[Work instructions]:
From the first line of the data below through the line holding "use crate::domain::repositories::storage::CollectionStorage;", write out each line exactly as it stands.

[Exercise materials]:
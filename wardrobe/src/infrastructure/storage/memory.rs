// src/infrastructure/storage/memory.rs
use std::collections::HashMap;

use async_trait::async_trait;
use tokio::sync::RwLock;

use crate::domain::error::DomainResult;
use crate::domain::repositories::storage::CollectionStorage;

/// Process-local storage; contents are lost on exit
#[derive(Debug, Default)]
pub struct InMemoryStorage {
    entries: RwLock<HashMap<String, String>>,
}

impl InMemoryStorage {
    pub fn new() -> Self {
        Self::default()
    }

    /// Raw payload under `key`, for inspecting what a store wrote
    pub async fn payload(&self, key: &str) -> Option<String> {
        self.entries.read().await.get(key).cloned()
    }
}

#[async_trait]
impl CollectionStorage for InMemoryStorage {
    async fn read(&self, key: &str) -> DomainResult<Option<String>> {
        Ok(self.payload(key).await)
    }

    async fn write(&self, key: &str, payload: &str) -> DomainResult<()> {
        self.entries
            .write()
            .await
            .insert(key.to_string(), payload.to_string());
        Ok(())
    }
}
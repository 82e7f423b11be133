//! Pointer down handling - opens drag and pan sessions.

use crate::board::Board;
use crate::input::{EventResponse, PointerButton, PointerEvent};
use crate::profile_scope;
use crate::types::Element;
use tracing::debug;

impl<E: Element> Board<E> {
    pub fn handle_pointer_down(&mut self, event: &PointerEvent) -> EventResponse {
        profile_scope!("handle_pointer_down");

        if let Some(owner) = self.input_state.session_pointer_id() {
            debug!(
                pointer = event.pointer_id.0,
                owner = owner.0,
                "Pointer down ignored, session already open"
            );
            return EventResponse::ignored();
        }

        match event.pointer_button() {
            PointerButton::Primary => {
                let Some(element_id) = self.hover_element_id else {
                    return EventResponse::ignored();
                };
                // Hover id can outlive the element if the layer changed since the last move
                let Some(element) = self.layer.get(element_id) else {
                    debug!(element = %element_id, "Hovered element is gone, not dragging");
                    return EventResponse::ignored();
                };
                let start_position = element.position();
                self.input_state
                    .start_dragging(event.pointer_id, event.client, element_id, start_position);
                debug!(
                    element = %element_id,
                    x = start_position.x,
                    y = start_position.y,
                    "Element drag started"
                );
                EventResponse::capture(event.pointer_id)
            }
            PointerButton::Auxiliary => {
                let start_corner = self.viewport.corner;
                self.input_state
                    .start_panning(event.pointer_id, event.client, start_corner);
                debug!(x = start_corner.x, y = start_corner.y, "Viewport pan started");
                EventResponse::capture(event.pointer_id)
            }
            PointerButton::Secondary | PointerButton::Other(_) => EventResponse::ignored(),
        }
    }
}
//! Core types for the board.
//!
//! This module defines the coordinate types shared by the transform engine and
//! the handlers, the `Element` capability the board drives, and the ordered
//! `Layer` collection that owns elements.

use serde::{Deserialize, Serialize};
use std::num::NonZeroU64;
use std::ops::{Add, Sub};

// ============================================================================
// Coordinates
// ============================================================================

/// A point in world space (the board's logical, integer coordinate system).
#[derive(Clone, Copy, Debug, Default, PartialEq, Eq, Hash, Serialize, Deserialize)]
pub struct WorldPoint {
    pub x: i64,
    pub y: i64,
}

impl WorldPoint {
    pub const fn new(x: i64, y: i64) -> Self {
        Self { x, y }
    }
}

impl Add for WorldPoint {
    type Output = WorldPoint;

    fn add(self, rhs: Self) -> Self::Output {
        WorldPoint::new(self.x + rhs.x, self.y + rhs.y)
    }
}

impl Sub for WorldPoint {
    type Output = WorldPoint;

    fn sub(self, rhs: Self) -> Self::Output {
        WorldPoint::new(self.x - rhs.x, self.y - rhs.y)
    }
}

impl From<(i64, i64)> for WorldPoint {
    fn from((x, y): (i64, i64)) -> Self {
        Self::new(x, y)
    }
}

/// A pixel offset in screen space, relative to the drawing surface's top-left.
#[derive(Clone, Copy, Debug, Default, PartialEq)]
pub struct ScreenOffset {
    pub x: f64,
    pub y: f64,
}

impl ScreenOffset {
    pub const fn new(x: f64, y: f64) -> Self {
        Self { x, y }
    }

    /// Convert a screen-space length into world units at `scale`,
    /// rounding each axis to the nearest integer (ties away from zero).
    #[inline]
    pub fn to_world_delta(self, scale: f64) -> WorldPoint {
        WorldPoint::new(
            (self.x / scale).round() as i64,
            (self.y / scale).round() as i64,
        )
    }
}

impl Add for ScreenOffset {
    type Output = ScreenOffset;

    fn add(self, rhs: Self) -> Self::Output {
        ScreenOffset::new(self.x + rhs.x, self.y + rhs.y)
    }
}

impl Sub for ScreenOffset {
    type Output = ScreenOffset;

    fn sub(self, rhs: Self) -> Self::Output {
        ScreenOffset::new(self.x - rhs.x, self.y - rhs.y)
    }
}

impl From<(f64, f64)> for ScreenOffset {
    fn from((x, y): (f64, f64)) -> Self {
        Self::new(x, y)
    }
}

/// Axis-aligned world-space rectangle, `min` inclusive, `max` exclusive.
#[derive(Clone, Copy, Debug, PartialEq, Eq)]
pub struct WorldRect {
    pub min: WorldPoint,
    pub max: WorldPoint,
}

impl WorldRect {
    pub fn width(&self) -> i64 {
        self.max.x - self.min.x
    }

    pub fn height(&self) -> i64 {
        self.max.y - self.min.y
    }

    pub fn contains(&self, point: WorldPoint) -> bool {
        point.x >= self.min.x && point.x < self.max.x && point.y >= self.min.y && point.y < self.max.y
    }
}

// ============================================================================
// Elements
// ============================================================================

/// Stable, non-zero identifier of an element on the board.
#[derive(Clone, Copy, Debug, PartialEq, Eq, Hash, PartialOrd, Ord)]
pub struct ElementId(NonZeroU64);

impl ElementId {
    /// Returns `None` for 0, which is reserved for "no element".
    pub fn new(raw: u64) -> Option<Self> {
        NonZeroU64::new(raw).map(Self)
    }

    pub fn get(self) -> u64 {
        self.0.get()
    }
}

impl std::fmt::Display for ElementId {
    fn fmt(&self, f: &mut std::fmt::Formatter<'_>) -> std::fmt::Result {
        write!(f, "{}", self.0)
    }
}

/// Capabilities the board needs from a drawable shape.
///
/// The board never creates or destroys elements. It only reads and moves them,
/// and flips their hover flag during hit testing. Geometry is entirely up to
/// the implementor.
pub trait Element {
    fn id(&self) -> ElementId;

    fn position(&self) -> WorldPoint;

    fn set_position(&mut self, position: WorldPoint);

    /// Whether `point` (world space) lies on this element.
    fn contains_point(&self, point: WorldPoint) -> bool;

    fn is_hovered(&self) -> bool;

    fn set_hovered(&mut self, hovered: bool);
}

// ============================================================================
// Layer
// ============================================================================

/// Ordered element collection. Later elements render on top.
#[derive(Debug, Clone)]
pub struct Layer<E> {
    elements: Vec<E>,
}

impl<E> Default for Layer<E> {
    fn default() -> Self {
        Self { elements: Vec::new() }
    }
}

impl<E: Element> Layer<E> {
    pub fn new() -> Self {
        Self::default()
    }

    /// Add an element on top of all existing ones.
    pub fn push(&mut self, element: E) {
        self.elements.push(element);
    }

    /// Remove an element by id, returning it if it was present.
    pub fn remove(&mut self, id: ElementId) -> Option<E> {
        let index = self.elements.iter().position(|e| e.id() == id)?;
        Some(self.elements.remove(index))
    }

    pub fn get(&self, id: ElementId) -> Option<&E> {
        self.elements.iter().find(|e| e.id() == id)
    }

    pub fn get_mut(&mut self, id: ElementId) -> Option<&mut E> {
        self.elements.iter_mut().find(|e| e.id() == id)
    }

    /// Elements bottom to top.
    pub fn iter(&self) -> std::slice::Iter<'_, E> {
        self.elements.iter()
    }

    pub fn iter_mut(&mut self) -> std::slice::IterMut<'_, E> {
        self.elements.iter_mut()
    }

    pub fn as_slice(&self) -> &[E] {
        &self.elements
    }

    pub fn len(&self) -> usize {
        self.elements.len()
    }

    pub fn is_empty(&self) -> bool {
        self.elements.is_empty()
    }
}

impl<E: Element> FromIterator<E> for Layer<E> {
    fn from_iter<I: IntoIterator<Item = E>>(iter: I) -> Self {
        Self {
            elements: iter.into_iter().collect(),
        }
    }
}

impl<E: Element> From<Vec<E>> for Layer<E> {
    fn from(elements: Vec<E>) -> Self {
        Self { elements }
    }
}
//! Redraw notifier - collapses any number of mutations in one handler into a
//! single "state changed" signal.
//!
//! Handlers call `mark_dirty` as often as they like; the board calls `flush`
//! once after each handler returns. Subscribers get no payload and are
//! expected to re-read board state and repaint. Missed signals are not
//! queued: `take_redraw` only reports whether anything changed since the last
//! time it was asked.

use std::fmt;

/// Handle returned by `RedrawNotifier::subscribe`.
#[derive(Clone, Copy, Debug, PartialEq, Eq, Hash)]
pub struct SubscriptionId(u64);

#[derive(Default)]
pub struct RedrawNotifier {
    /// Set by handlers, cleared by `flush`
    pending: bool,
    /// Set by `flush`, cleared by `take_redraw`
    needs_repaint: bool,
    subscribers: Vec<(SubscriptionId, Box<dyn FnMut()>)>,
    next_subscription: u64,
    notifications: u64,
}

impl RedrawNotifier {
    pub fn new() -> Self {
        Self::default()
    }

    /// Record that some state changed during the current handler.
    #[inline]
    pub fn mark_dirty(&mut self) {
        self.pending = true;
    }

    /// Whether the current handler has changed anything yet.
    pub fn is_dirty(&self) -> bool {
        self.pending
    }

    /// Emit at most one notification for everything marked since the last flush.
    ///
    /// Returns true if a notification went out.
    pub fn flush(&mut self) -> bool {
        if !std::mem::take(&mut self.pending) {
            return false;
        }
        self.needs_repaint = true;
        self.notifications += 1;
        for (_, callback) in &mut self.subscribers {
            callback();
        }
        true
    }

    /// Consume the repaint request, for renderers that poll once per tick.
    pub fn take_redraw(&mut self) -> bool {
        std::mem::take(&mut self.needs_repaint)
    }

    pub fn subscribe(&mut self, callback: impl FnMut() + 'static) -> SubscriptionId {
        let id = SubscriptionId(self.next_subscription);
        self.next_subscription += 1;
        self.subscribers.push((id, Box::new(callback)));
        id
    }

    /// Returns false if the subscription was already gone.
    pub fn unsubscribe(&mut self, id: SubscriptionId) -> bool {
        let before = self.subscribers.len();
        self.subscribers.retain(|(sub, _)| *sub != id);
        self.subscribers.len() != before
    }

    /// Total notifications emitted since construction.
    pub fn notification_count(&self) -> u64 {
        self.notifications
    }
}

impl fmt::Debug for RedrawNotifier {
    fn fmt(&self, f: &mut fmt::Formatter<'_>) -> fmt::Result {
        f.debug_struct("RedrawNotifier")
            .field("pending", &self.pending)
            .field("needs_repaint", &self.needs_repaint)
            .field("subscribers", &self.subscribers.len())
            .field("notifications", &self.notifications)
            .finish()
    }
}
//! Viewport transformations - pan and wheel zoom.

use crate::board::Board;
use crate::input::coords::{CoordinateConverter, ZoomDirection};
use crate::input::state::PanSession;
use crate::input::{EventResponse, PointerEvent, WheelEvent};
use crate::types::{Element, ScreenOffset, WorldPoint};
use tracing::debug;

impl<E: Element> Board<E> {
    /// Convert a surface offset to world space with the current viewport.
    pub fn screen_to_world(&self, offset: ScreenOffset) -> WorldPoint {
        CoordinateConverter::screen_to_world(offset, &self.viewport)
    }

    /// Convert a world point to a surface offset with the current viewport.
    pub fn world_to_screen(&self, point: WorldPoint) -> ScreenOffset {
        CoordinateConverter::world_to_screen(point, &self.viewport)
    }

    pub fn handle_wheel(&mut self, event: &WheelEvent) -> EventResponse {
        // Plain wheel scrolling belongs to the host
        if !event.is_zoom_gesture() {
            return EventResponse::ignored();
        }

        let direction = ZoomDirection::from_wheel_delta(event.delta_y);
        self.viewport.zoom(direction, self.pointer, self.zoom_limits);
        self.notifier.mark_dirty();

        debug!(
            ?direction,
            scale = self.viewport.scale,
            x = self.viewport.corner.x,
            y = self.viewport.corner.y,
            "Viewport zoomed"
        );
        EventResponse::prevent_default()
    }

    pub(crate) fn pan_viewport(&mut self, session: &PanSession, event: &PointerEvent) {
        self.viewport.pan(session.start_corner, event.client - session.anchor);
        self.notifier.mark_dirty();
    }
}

[Task answer]:
filename wardrobe/src/infrastructure/storage/memory.rs
// src/infrastructure/storage/memory.rs
use std::collections::HashMap;

use async_trait::async_trait;
use tokio::sync::RwLock;

use crate::domain::error::DomainResult;
use crate::domain::repositories::storage::CollectionStorage;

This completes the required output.